All these where taken in Murray or Whitfield County. 
The buck had a final gross score of 160 and 5/8 & netted 150 an 7/8. It is the new # 8 buck all time in Murray County via GON records and was in a tie for #21 in this years FAB 40.   

The Black Duck he got the last day of season. 

He got his first turkey this year and didn't slow down filling his tags he ended season with a double beard bird.  
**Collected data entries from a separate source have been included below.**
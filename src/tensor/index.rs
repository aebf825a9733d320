/*
 * @Author       : 老董
 * @Description  : 张量的下标访问。
 *                 `tensor[i]`按存储顺序访问；`tensor[[r, c]]`、`tensor[[p, r, c]]`、`tensor[[h, p, r, c]]`
 *                 分别按2、3、4维访问（低维访问时，被省略的高维须为1）。
 *                 每一维的越界检查只在debug构建中进行；release构建中仍有切片自身的总长度检查。
 */

use std::ops::{Index, IndexMut};

use super::Tensor;
use crate::errors::TensorError;

impl Tensor {
    /// 4维下标对应的扁平存储偏移
    #[inline]
    pub fn offset(&self, index: [usize; 4]) -> usize {
        let [h, p, r, c] = index;
        let shape = self.shape();
        debug_assert!(
            h < shape[0] && p < shape[1] && r < shape[2] && c < shape[3],
            "{}",
            TensorError::IndexOutOfBounds {
                index: index.to_vec(),
                shape
            }
        );
        ((h * shape[1] + p) * shape[2] + r) * shape[3] + c
    }

    #[inline]
    fn offset_with_leading_ones(&self, index: &[usize]) -> usize {
        let shape = self.shape();
        let leading = 4 - index.len();
        debug_assert!(
            shape[..leading].iter().all(|&d| d == 1),
            "{}",
            TensorError::IndexDimsMismatch {
                dims: index.len(),
                leading,
                shape
            }
        );
        let mut full = [0; 4];
        full[leading..].copy_from_slice(index);
        self.offset(full)
    }

    /// 最大值所在的扁平下标，若有多个最大值则取存储顺序中的第一个
    pub fn highest_value_index(&self) -> usize {
        let mut best_index = 0;
        let mut best_value = f64::NEG_INFINITY;
        for (i, &value) in self.as_slice().iter().enumerate() {
            if value > best_value {
                best_value = value;
                best_index = i;
            }
        }
        best_index
    }
}

/*↓↓↓↓↓↓↓↓↓↓↓↓↓↓↓↓↓↓↓↓↓↓↓↓↓扁平下标↓↓↓↓↓↓↓↓↓↓↓↓↓↓↓↓↓↓↓↓↓↓↓↓↓*/
impl Index<usize> for Tensor {
    type Output = f64;

    fn index(&self, index: usize) -> &f64 {
        &self.as_slice()[index]
    }
}

impl IndexMut<usize> for Tensor {
    fn index_mut(&mut self, index: usize) -> &mut f64 {
        &mut self.as_slice_mut()[index]
    }
}
/*↑↑↑↑↑↑↑↑↑↑↑↑↑↑↑↑↑↑↑↑↑↑↑↑↑扁平下标↑↑↑↑↑↑↑↑↑↑↑↑↑↑↑↑↑↑↑↑↑↑↑↑↑*/

/*↓↓↓↓↓↓↓↓↓↓↓↓↓↓↓↓↓↓↓↓↓↓↓↓↓多维下标↓↓↓↓↓↓↓↓↓↓↓↓↓↓↓↓↓↓↓↓↓↓↓↓↓*/
macro_rules! impl_multi_dim_index {
    ($($dims:literal),*) => {$(
        impl Index<[usize; $dims]> for Tensor {
            type Output = f64;

            fn index(&self, index: [usize; $dims]) -> &f64 {
                let offset = self.offset_with_leading_ones(&index);
                &self.as_slice()[offset]
            }
        }

        impl IndexMut<[usize; $dims]> for Tensor {
            fn index_mut(&mut self, index: [usize; $dims]) -> &mut f64 {
                let offset = self.offset_with_leading_ones(&index);
                &mut self.as_slice_mut()[offset]
            }
        }
    )*};
}

impl_multi_dim_index!(2, 3, 4);
/*↑↑↑↑↑↑↑↑↑↑↑↑↑↑↑↑↑↑↑↑↑↑↑↑↑多维下标↑↑↑↑↑↑↑↑↑↑↑↑↑↑↑↑↑↑↑↑↑↑↑↑↑*/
Not too bad for 14 year old.  Like i told him he better hang on tight to that golden horseshoe he has so i don't find it! 
But I am proud to have been with him and helped him along the way and nothing will ever make me happier than hunting with my kids. 
Just wanted to share this cause well I am one proud Dad.


----------



## sowega hunter (Aug 23, 2013)

That's quite an accomplishment!!!!! I know you have got to be PROUD!!


----------



## Canyon (Aug 23, 2013)

Well done and great trophies!


----------



## Jim Thompson (Aug 23, 2013)

man yeah!!!!


----------



## arrendale8105 (Aug 23, 2013)

Awesome!


----------



## marknga (Aug 24, 2013)

Wow! Congratulations!


----------



## Pilgrim (Aug 24, 2013)

WoW!  What a year!!  Congrats!!!


----------



## Mountainbuck (Aug 24, 2013)

Dalton utilities buck right ??


----------



## hummdaddy (Aug 24, 2013)

congrats


----------



## Hoss (Aug 26, 2013)

Tell that young man congrats.  Awesome.

Hoss


----------



## huntfish (Aug 29, 2013)

Congrats.....


----------



## firehuntfish (Aug 31, 2013)

Heck man, That's an incredible run for anyone...! Congratulations! There's nothing I like to see more than families hunting together. Can you imagine how bright the future would be if every parent took their kids hunting and fishing....?


----------



## Redbone4 (Sep 8, 2013)

*Trophies*

Awesome Post and Awesome trophies, you should be a proud Pop.


----------



## 01Foreman400 (Sep 9, 2013)

That's awesome!


----------



## Natty Bumppo (Sep 9, 2013)

Wow!


----------



## Nascar Nutt (Sep 14, 2013)

That's awesome, & very nice buck!


----------